[Collected data entries]
++++++++

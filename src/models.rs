use serde::Serialize;

use crate::schema::chapters;
use crate::schema::novels;
use crate::schema::tags;
use crate::schema::translators;

#[derive(Identifiable, Queryable, Serialize)]
#[table_name = "translators"]
#[primary_key(user_id)]
pub struct Translator {
    pub user_id: String,
    pub username: Option<String>,
    pub display_name: String,
    pub bio: Option<String>,
    pub created_at: i64,
}

// QueryableByName so search can go through sql_query (ILIKE over a nullable
// column does not compose in the DSL).
#[derive(Identifiable, Queryable, QueryableByName, Serialize)]
#[table_name = "novels"]
pub struct Novel {
    pub id: i32,
    pub title: String,
    pub description: Option<String>,
    pub cover_url: Option<String>,
    pub translator_id: Option<String>,
    pub status: String,
    pub created_at: i64,
    pub updated_at: i64,
    pub views: i64,
    pub subscribers_count: i64,
    pub chapters_count: i64,
}

#[derive(Identifiable, Queryable, Serialize)]
#[table_name = "chapters"]
pub struct Chapter {
    pub id: i32,
    pub novel_id: i32,
    pub chapter_number: i32,
    pub title: String,
    pub content: String,
    pub created_at: i64,
    pub updated_at: i64,
    pub views: i64,
}

#[derive(Identifiable, Queryable, Serialize)]
#[table_name = "tags"]
pub struct Tag {
    pub id: i32,
    pub name: String,
}
use actix_web::{delete, get, post, put, web, HttpRequest, HttpResponse};
use serde::Serialize;

use crate::database;
use crate::database::chapter::{ChapterChanges, LatestChapterRecord, NewChapter};
use crate::error::ApiError;
use crate::models::Chapter;
use crate::AppState;

use super::common;

const MAX_TITLE_BYTES: usize = 256;
const MAX_CONTENT_BYTES: usize = 1 << 20;

fn validate_new_chapter(new: &NewChapter) -> Result<(), ApiError> {
    common::require_non_empty(&new.title, "title")?;
    common::check_max_bytes(&new.title, MAX_TITLE_BYTES, "title")?;
    common::require_non_empty(&new.content, "content")?;
    common::check_max_bytes(&new.content, MAX_CONTENT_BYTES, "content")?;
    Ok(())
}

fn validate_changes(changes: &ChapterChanges) -> Result<(), ApiError> {
    if let Some(title) = &changes.title {
        common::require_non_empty(title, "title")?;
        common::check_max_bytes(title, MAX_TITLE_BYTES, "title")?;
    }
    if let Some(content) = &changes.content {
        common::require_non_empty(content, "content")?;
        common::check_max_bytes(content, MAX_CONTENT_BYTES, "content")?;
    }
    Ok(())
}

#[derive(Serialize)]
struct LatestChapterResponse {
    #[serde(flatten)]
    chapter: Chapter,
    novel_title: String,
    translator_name: Option<String>,
}

fn convert_latest_records_to_response(
    records: Vec<LatestChapterRecord>,
) -> Vec<LatestChapterResponse> {
    records
        .into_iter()
        .map(
            |LatestChapterRecord {
                 chapter,
                 novel_title,
                 translator_name,
             }| LatestChapterResponse {
                chapter,
                novel_title,
                translator_name,
            },
        )
        .collect()
}

#[get("/chapters/latest")]
async fn latest_handler(
    req: HttpRequest,
    state: web::Data<AppState>,
    query: web::Query<common::PageQuery>,
) -> HttpResponse {
    let query = query.into_inner();
    let (offset, limit) = common::page_bounds(query.page, query.limit);
    let result = common::with_connection(&state, move |connection| {
        database::chapter::list_latest_chapters(connection, offset, limit)
    })
    .await
    .map(convert_latest_records_to_response);
    common::respond(&req, result)
}

#[get("/novels/{novel_id}/chapters")]
async fn list_handler(
    req: HttpRequest,
    state: web::Data<AppState>,
    path: web::Path<i32>,
    query: web::Query<common::PageQuery>,
) -> HttpResponse {
    let novel_id = path.into_inner();
    let query = query.into_inner();
    let (offset, limit) = common::page_bounds(query.page, query.limit);
    let result = common::with_connection(&state, move |connection| {
        database::chapter::list_chapters(connection, novel_id, offset, limit)
    })
    .await;
    common::respond(&req, result)
}

#[post("/novels/{novel_id}/chapters")]
async fn create_handler(
    req: HttpRequest,
    state: web::Data<AppState>,
    path: web::Path<i32>,
    payload: web::Json<NewChapter>,
) -> HttpResponse {
    let novel_id = path.into_inner();
    let payload = payload.into_inner();
    if let Err(error) = validate_new_chapter(&payload) {
        return common::error_response(req.path(), &error);
    }
    let result = common::with_connection(&state, move |connection| {
        database::chapter::create_chapter(connection, novel_id, payload)
    })
    .await;
    common::respond(&req, result)
}

#[get("/novels/{novel_id}/chapters/{chapter_id}")]
async fn get_handler(
    req: HttpRequest,
    state: web::Data<AppState>,
    path: web::Path<(i32, i32)>,
) -> HttpResponse {
    let (novel_id, chapter_id) = path.into_inner();
    let result = common::with_connection(&state, move |connection| {
        database::chapter::get_chapter(connection, novel_id, chapter_id)
    })
    .await;
    common::respond(&req, result)
}

#[put("/novels/{novel_id}/chapters/{chapter_id}")]
async fn update_handler(
    req: HttpRequest,
    state: web::Data<AppState>,
    path: web::Path<(i32, i32)>,
    payload: web::Json<ChapterChanges>,
) -> HttpResponse {
    let (novel_id, chapter_id) = path.into_inner();
    let payload = payload.into_inner();
    if let Err(error) = validate_changes(&payload) {
        return common::error_response(req.path(), &error);
    }
    let result = common::with_connection(&state, move |connection| {
        database::chapter::update_chapter(connection, novel_id, chapter_id, payload)
    })
    .await;
    common::respond(&req, result)
}

#[delete("/novels/{novel_id}/chapters/{chapter_id}")]
async fn delete_handler(
    req: HttpRequest,
    state: web::Data<AppState>,
    path: web::Path<(i32, i32)>,
) -> HttpResponse {
    let (novel_id, chapter_id) = path.into_inner();
    let result = common::with_connection(&state, move |connection| {
        database::chapter::delete_chapter(connection, novel_id, chapter_id)
            .map(|_| common::Empty {})
    })
    .await;
    common::respond(&req, result)
}

pub fn configure(cfg: &mut web::ServiceConfig) {
    cfg.service(latest_handler)
        .service(list_handler)
        .service(create_handler)
        .service(get_handler)
        .service(update_handler)
        .service(delete_handler);
}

++++++++

(THE TASK):
Report each line of the entries where the word "usize" occurs.

(SOLUTION FOR THIS TASK):
const MAX_TITLE_BYTES: usize = 256;
const MAX_CONTENT_BYTES: usize = 1 << 20;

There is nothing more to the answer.